For a binar representation of numbers, things get more messy. Let $b_0\ldots b_n$, $b_i \in \{0,1\}$ be the binary represention of $b$, i.e. $b = \sum_{k=0}^n b_i2^i$. If there's a regular infinite set of primes $A$, it follows from the pumping lemma that we can find $b_0\ldots b_k\ldots b_m\ldots b_n$ such that all the numbers represented by $$ b_0\ldots b_{k-1}\underbrace{(b_k \ldots b_{m-1})(b_k\ldots b_{m-1})\ldots }_{\text{$t$ times}}b_m\ldots b_n $$ are prime. Put different, there's a prime $p$ such that $$ (\star)\quad p_1 + 2^kp_2\sum_{i=1}^t 2^{(m-k)i} + 2^mp_3 \text{ is prime for all $0 < t \in \mathbb{N}$,} $$ where $$ p_1 = p\text{ mod } 2^k,\, p_2 = 2^{-k}(p - p_1 \text{ mod }2^m),\, p_3 = 2^{-m}(p - p_1 - 2^kp_2) \text{.} $$ So now you have to derive some contradiction from $(\star)$. I don't immediately see a short way to do that, though.
Assume $P$ is your infinite set of primes, and we are interested in the language writing this in a base $B$. We prove the language isn't context free by contradicting the respective pumping lemma. We will use variables to indicate numerical values and the strings in base $B$ representing them interchangeably for conciseness. In particular, $\lvert a \rvert$ denotes the length of the base $B$ representation of $a$.
Assume the language is context free, so it satisfies the respective pumping lemma. Let $N$ be the constant of the lemma, $p \in P$ such that $\lvert p \rvert \ge 2 N$. $P$ being infinite such $p$ certainly exists.

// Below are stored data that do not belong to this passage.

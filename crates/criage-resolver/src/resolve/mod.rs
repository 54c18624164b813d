//! Priority-ordered, first-match resolution

use criage_core::error::CriageError;
use criage_core::types::{
    by_priority, InstalledPackage, Platform, RemoteFile, RemotePackage, RemoteVersion, Repository,
    ResolutionPolicy, Scope,
};
use criage_registry::RepositoryClient;

use crate::ResolverResult;

/// A concrete artifact chosen for a request
#[derive(Debug, Clone, PartialEq)]
pub struct Resolution {
    /// Repository that satisfied the request
    pub repository: Repository,
    pub package: RemotePackage,
    pub version: RemoteVersion,
    pub file: RemoteFile,
    pub download_url: String,
}

impl Resolution {
    /// Record shape for the resolved artifact, before anything is unpacked
    pub fn to_installed(&self, name: &str, scope: Scope) -> InstalledPackage {
        let mut record = InstalledPackage::new(name, self.version.version.clone(), scope);
        record.description = if self.version.description.is_empty() {
            self.package.description.clone()
        } else {
            self.version.description.clone()
        };
        record.author = self.package.author.clone();
        record.license = self.package.license.clone();
        record.dependencies = self.version.dependencies.clone();
        record.size = self.file.size;
        record
    }
}

/// Pick the version and the platform file from one package.
///
/// Without an explicit version the last listed version is taken; repository
/// order is authoritative. The first file for the exact os/arch pair wins.
pub fn select<'a>(
    package: &'a RemotePackage,
    version: Option<&str>,
    platform: &Platform,
) -> ResolverResult<(&'a RemoteVersion, &'a RemoteFile)> {
    let selected = match version {
        Some(wanted) => package.find_version(wanted),
        None => package.latest_version(),
    }
    .ok_or_else(|| CriageError::VersionNotFound {
        name: package.name.clone(),
        version: version.unwrap_or("latest").to_string(),
    })?;

    let file = selected
        .file_for(&platform.os, &platform.arch)
        .ok_or_else(|| CriageError::PlatformNotFound {
            name: package.name.clone(),
            version: selected.version.clone(),
            os: platform.os.clone(),
            arch: platform.arch.clone(),
        })?;

    Ok((selected, file))
}

/// Walks repositories in ascending priority and stops at the first match
#[derive(Debug, Clone)]
pub struct Resolver {
    client: RepositoryClient,
    policy: ResolutionPolicy,
}

impl Resolver {
    pub fn new(client: RepositoryClient, policy: ResolutionPolicy) -> Self {
        Self { client, policy }
    }

    pub fn policy(&self) -> ResolutionPolicy {
        self.policy
    }

    /// Resolve `name` against `repositories`.
    ///
    /// Disabled repositories are skipped and a repository that fails or lacks
    /// the package is passed over. What happens when a repository has the
    /// package but no matching version or platform file depends on the
    /// policy. Every failure collapses into `PackageNotFound`.
    pub async fn resolve(
        &self,
        repositories: &[Repository],
        name: &str,
        version: Option<&str>,
        platform: &Platform,
    ) -> ResolverResult<Resolution> {
        for repo in by_priority(repositories) {
            let package = match self.client.fetch_package(&repo, name).await {
                Ok(package) => package,
                Err(e) if e.is_not_found() => {
                    tracing::debug!(repository = %repo.name, name, "package not in repository");
                    continue;
                },
                Err(e) => {
                    tracing::warn!(repository = %repo.name, name, error = %e, "repository lookup failed, skipping");
                    continue;
                },
            };

            let choice = select(&package, version, platform)
                .map(|(selected, file)| (selected.clone(), file.clone()));

            match choice {
                Ok((version, file)) => {
                    tracing::info!(
                        repository = %repo.name,
                        name,
                        version = %version.version,
                        %platform,
                        "resolved"
                    );
                    let download_url = RepositoryClient::download_url(
                        &repo,
                        &package.name,
                        &version.version,
                        &file.filename,
                    );
                    return Ok(Resolution {
                        repository: repo,
                        package,
                        version,
                        file,
                        download_url,
                    });
                },
                Err(miss) => match self.policy {
                    ResolutionPolicy::FirstSatisfying => {
                        tracing::debug!(repository = %repo.name, reason = %miss, "no match, trying next repository");
                    },
                    ResolutionPolicy::FirstContaining => {
                        tracing::debug!(repository = %repo.name, reason = %miss, "authoritative repository has no match");
                        break;
                    },
                },
            }
        }

        Err(CriageError::PackageNotFound {
            name: name.to_string(),
        })
    }
}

By the pumping lemma, we can write (as strings): $$ p = u v w x y $$ with $\lvert v \rvert + \lvert w \rvert + \lvert x \rvert \le N$, $\lvert v \rvert + \lvert x \rvert \ne 0$ such that for all $k \in \mathbb{N}_0$ we have (as strings) $u v^k w x^k y$ is in the language, in particular, it is a prime.
Translate into numbers now (and forget the strings). Calling $\alpha = \lvert v \rvert$ and $\beta = \lvert x \rvert$ the string pumped $k \ge 1$ times represents: $$ p^{(k)} = u \cdot B^{ (\alpha + \beta) k + a} + v \cdot B^{\beta k + b} \cdot \frac{B^{\alpha k} - 1}{B^\alpha - 1} + w \cdot B^{\alpha k + c} + x \cdot B^d \cdot \frac{B^{\beta k} - 1}{B^\beta - 1} + y $$ for some $a$, $b$, $c$, and $d$. If $v$ or $x$ are empty, the respective term is missing from on now. By Fermat's little theorem, $A^p \equiv A \pmod{p}$ for all $A$. Also $B^\alpha$ and $B^\beta$ are less than $p$, and so relatively prime to it. Now: $$ p^{(p)} \equiv u \cdot B^{ \alpha + \beta + a} + v \cdot B^{\beta + b} \cdot \frac{B^\alpha - 1}{B^\alpha - 1} + w \cdot B^{\alpha + c} + x \cdot B^d \cdot \frac{B^\beta - 1}{B^\beta - 1} + y \equiv p \equiv 0 \pmod{p} $$ Contradiction.